INFORMATION GIVEN:

//! QR detection and decoding from raster images.
//!
//! Detection runs on a grayscale copy of the input; every located grid is
//! decoded independently, and grids that fail to decode are skipped with a
//! warning rather than failing the scan.

use std::path::Path;

use serde::Serialize;
use thiserror::Error;
use tracing::warn;

use crate::content::{self, ContentAnalysis};

#[derive(Error, Debug)]
pub enum ScanError {
    #[error("failed to load image: {0}")]
    Image(#[from] image::ImageError),

    #[error("failed to write scan report: {0}")]
    Io(#[from] std::io::Error),

    #[error("failed to serialize scan report: {0}")]
    Report(#[from] serde_json::Error),
}

/// Axis-aligned bounding box of a detected symbol, in image pixels.
#[derive(Debug, Clone, Copy, Serialize, PartialEq, Eq)]
pub struct Region {
    pub x: i32,
    pub y: i32,
    pub width: u32,
    pub height: u32,
}

/// One decoded symbol.
#[derive(Debug, Clone, Serialize)]
pub struct ScanHit {
    pub content: String,
    pub position: Region,
    #[serde(skip_serializing_if = "Option::is_none")]
    pub analysis: Option<ContentAnalysis>,
}

/// Decode every readable QR symbol in the image at `path`.
pub fn scan_file(path: &Path, analyze: bool) -> Result<Vec<ScanHit>, ScanError> {
    let img = image::open(path)?.to_luma8();
    Ok(scan_image(&img, analyze))
}

/// Decode every readable QR symbol in a grayscale image.
pub fn scan_image(img: &image::GrayImage, analyze: bool) -> Vec<ScanHit> {
    let mut prepared = rqrr::PreparedImage::prepare(img.clone());
    let mut hits = Vec::new();
    for grid in prepared.detect_grids() {
        let position = bounds_to_region(&grid.bounds);
        match grid.decode() {
            Ok((_meta, text)) => {
                let analysis = analyze.then(|| content::analyze(&text));
                hits.push(ScanHit {
                    content: text,
                    position,
                    analysis,
                });
            }
            Err(err) => {
                warn!(%err, ?position, "detected grid failed to decode, skipping");
            }
        }
    }
    hits
}

/// Write the hits as a pretty-printed JSON array.
pub fn write_report(hits: &[ScanHit], path: &Path) -> Result<(), ScanError> {
    std::fs::write(path, serde_json::to_string_pretty(hits)?)?;
    Ok(())
}

fn bounds_to_region(corners: &[rqrr::Point; 4]) -> Region {
    let xs = corners.iter().map(|p| p.x);
    let ys = corners.iter().map(|p| p.y);
    let min_x = xs.clone().min().unwrap_or(0);
    let max_x = xs.max().unwrap_or(0);
    let min_y = ys.clone().min().unwrap_or(0);
    let max_y = ys.max().unwrap_or(0);
    Region {
        x: min_x,
        y: min_y,
        width: (max_x - min_x).max(0) as u32,
        height: (max_y - min_y).max(0) as u32,
    }
}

WORK REQUIRED: Your answer must be the complete listing, retyped exactly.

ANSWER BOX:
//! QR detection and decoding from raster images.
//!
//! Detection runs on a grayscale copy of the input; every located grid is
//! decoded independently, and grids that fail to decode are skipped with a
//! warning rather than failing the scan.

use std::path::Path;

use serde::Serialize;
use thiserror::Error;
use tracing::warn;

use crate::content::{self, ContentAnalysis};

#[derive(Error, Debug)]
pub enum ScanError {
    #[error("failed to load image: {0}")]
    Image(#[from] image::ImageError),

    #[error("failed to write scan report: {0}")]
    Io(#[from] std::io::Error),

    #[error("failed to serialize scan report: {0}")]
    Report(#[from] serde_json::Error),
}

/// Axis-aligned bounding box of a detected symbol, in image pixels.
#[derive(Debug, Clone, Copy, Serialize, PartialEq, Eq)]
pub struct Region {
    pub x: i32,
    pub y: i32,
    pub width: u32,
    pub height: u32,
}

/// One decoded symbol.
#[derive(Debug, Clone, Serialize)]
pub struct ScanHit {
    pub content: String,
    pub position: Region,
    #[serde(skip_serializing_if = "Option::is_none")]
    pub analysis: Option<ContentAnalysis>,
}

/// Decode every readable QR symbol in the image at `path`.
pub fn scan_file(path: &Path, analyze: bool) -> Result<Vec<ScanHit>, ScanError> {
    let img = image::open(path)?.to_luma8();
    Ok(scan_image(&img, analyze))
}

/// Decode every readable QR symbol in a grayscale image.
pub fn scan_image(img: &image::GrayImage, analyze: bool) -> Vec<ScanHit> {
    let mut prepared = rqrr::PreparedImage::prepare(img.clone());
    let mut hits = Vec::new();
    for grid in prepared.detect_grids() {
        let position = bounds_to_region(&grid.bounds);
        match grid.decode() {
            Ok((_meta, text)) => {
                let analysis = analyze.then(|| content::analyze(&text));
                hits.push(ScanHit {
                    content: text,
                    position,
                    analysis,
                });
            }
            Err(err) => {
                warn!(%err, ?position, "detected grid failed to decode, skipping");
            }
        }
    }
    hits
}

/// Write the hits as a pretty-printed JSON array.
pub fn write_report(hits: &[ScanHit], path: &Path) -> Result<(), ScanError> {
    std::fs::write(path, serde_json::to_string_pretty(hits)?)?;
    Ok(())
}

fn bounds_to_region(corners: &[rqrr::Point; 4]) -> Region {
    let xs = corners.iter().map(|p| p.x);
    let ys = corners.iter().map(|p| p.y);
    let min_x = xs.clone().min().unwrap_or(0);
    let max_x = xs.max().unwrap_or(0);
    let min_y = ys.clone().min().unwrap_or(0);
    let max_y = ys.max().unwrap_or(0);
    Region {
        x: min_x,
        y: min_y,
        width: (max_x - min_x).max(0) as u32,
        height: (max_y - min_y).max(0) as u32,
    }
}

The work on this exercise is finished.